What this task involves
Your answer should be every line of the records that contains the word "tracing", copied as it stands.

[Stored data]
______________________________

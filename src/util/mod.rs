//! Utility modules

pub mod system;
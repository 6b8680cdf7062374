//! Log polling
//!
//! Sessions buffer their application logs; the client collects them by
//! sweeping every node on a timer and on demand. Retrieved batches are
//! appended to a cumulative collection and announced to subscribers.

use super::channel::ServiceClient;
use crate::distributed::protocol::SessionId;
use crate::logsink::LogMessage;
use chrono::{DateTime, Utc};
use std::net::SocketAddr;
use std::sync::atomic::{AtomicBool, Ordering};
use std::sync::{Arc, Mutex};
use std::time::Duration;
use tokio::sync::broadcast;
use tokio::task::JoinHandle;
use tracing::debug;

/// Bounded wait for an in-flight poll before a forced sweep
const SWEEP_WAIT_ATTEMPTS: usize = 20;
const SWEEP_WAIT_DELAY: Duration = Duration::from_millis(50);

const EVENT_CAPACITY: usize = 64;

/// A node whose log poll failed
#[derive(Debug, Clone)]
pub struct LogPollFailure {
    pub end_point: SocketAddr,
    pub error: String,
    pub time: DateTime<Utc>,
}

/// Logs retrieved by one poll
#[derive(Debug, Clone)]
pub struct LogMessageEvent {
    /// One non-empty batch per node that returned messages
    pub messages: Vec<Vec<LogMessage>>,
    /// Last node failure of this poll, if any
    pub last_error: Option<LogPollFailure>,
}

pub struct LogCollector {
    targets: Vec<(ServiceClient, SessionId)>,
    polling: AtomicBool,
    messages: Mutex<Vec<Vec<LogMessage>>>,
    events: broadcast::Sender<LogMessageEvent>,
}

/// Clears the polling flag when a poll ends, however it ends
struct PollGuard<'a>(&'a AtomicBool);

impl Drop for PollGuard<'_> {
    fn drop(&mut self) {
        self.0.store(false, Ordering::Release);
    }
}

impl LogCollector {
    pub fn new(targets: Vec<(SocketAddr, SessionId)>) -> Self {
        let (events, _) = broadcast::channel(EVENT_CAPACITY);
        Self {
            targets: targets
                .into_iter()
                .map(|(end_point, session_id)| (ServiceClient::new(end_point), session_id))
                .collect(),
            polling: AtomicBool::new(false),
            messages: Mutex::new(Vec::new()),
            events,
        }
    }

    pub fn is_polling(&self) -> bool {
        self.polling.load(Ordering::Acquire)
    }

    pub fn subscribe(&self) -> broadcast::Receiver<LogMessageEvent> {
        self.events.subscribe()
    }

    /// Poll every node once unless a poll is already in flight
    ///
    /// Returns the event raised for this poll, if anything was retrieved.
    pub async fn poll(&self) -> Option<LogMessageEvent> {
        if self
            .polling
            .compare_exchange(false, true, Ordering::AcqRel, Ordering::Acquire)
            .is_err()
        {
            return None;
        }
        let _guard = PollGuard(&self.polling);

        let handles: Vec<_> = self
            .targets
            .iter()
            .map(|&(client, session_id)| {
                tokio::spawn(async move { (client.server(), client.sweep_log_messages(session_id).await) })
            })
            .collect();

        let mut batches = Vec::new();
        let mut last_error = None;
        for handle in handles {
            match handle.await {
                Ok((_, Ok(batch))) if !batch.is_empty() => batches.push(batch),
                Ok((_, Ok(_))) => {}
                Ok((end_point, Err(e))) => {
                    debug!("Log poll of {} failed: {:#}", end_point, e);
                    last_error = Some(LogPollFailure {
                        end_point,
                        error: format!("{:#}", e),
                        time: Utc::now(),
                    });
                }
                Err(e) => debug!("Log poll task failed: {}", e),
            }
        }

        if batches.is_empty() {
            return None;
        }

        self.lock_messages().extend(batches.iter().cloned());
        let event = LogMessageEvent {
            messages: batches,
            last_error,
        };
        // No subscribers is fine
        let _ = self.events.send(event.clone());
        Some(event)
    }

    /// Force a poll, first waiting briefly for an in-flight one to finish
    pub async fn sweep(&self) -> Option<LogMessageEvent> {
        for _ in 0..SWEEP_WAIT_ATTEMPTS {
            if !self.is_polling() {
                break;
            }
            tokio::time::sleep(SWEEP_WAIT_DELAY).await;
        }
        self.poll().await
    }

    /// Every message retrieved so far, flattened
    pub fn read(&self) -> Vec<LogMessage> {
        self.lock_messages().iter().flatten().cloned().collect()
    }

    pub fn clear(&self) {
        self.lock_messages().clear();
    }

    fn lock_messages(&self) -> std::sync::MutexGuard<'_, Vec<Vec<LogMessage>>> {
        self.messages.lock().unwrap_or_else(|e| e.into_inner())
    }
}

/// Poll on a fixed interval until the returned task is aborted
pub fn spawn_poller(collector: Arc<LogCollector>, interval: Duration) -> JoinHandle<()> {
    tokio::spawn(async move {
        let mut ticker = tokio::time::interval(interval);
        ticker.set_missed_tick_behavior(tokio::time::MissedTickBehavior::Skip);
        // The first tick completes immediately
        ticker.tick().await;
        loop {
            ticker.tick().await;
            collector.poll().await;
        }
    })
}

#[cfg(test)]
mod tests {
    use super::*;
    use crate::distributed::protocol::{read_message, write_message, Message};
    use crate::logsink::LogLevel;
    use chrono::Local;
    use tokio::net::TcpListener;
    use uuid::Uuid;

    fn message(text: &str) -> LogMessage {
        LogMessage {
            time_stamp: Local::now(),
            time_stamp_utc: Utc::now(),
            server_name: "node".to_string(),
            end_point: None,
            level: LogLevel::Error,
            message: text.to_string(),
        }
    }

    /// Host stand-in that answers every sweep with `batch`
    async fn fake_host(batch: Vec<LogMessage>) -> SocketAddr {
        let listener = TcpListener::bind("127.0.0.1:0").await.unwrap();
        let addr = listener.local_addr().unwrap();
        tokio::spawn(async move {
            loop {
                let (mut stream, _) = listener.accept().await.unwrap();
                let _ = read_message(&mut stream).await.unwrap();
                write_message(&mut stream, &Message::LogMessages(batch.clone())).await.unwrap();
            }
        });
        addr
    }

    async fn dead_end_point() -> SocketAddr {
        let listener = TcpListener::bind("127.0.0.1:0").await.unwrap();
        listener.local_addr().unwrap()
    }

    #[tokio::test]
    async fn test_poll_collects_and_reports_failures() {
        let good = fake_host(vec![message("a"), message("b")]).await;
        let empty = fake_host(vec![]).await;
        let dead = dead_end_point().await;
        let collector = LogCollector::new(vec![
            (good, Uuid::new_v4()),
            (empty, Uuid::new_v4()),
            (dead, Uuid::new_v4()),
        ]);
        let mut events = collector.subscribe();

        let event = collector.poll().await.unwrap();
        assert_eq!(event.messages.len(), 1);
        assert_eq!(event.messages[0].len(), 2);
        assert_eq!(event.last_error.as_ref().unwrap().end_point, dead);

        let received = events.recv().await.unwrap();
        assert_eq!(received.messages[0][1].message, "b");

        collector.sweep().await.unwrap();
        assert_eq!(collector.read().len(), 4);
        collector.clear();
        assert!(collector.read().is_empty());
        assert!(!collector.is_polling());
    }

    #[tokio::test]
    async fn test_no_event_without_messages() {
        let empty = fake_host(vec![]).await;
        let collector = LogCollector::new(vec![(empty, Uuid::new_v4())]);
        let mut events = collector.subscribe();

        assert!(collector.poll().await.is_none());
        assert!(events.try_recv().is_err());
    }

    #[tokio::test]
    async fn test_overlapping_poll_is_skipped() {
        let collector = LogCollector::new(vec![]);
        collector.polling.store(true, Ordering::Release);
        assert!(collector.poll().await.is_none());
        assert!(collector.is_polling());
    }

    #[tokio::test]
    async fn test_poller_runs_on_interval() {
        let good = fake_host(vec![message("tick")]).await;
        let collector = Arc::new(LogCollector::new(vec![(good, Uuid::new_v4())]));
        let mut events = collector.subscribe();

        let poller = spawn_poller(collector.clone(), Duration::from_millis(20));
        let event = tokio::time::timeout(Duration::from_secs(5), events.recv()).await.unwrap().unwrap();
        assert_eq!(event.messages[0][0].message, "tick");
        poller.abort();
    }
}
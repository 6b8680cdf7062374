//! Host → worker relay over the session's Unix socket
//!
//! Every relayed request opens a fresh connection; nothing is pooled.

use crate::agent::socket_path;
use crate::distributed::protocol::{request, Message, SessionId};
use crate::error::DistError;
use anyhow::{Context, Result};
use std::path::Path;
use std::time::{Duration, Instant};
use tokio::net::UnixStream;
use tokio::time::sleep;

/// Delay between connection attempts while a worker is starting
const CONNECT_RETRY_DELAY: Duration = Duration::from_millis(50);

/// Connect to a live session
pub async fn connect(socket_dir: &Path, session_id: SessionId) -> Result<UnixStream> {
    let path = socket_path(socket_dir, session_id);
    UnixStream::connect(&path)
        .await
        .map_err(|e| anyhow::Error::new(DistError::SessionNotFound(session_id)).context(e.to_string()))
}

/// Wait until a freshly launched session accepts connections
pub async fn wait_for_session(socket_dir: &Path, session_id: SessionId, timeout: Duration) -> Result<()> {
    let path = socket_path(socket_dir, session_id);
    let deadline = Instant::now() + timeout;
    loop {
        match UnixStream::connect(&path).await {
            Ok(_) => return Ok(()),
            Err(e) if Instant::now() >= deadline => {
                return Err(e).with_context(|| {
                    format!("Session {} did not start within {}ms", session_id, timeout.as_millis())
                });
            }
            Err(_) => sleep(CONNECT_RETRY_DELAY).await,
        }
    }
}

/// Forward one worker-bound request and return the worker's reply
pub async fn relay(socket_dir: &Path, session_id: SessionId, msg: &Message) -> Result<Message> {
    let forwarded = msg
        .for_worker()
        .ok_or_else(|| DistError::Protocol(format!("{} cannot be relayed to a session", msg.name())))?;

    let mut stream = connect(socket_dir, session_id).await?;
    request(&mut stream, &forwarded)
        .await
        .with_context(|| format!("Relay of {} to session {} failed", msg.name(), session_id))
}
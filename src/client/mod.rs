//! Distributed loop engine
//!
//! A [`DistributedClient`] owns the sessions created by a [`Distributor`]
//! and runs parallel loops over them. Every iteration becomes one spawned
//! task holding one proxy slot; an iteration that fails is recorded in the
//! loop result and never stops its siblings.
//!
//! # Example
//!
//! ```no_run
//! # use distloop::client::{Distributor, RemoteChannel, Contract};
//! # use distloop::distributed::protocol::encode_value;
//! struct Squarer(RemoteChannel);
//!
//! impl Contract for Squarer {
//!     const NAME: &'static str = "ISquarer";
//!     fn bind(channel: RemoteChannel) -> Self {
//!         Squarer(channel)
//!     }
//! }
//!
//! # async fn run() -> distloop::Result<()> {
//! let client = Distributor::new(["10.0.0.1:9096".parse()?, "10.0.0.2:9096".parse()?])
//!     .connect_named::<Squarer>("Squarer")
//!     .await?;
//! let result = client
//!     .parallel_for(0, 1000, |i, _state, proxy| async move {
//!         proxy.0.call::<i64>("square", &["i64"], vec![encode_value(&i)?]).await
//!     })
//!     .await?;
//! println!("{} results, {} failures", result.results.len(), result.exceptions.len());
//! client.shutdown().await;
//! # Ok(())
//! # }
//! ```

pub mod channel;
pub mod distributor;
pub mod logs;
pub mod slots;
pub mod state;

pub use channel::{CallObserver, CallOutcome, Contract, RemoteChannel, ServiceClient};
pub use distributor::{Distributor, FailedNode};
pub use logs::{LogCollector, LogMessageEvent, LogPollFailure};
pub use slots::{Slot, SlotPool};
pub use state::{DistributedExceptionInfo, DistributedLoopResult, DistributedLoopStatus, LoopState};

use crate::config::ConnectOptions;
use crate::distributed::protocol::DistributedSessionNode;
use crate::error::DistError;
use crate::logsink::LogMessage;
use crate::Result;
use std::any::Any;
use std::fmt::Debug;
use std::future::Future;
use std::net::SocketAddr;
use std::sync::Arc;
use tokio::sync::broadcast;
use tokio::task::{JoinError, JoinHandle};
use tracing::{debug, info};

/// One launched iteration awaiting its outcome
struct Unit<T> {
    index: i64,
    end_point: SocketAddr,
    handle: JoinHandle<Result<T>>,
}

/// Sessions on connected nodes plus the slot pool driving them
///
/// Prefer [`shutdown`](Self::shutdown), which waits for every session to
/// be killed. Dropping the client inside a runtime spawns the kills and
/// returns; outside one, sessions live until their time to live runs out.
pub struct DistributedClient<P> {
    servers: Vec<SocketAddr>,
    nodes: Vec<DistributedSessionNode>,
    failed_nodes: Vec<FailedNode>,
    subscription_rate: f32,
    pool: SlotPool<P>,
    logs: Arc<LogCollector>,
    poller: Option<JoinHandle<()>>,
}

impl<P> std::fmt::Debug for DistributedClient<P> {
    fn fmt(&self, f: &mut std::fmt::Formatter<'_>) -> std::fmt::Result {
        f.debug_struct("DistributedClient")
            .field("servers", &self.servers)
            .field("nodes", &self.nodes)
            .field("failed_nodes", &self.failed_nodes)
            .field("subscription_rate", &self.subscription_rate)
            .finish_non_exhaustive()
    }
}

______________________________

Answer to this exercise
use tracing::debug;
use tracing::{debug, info};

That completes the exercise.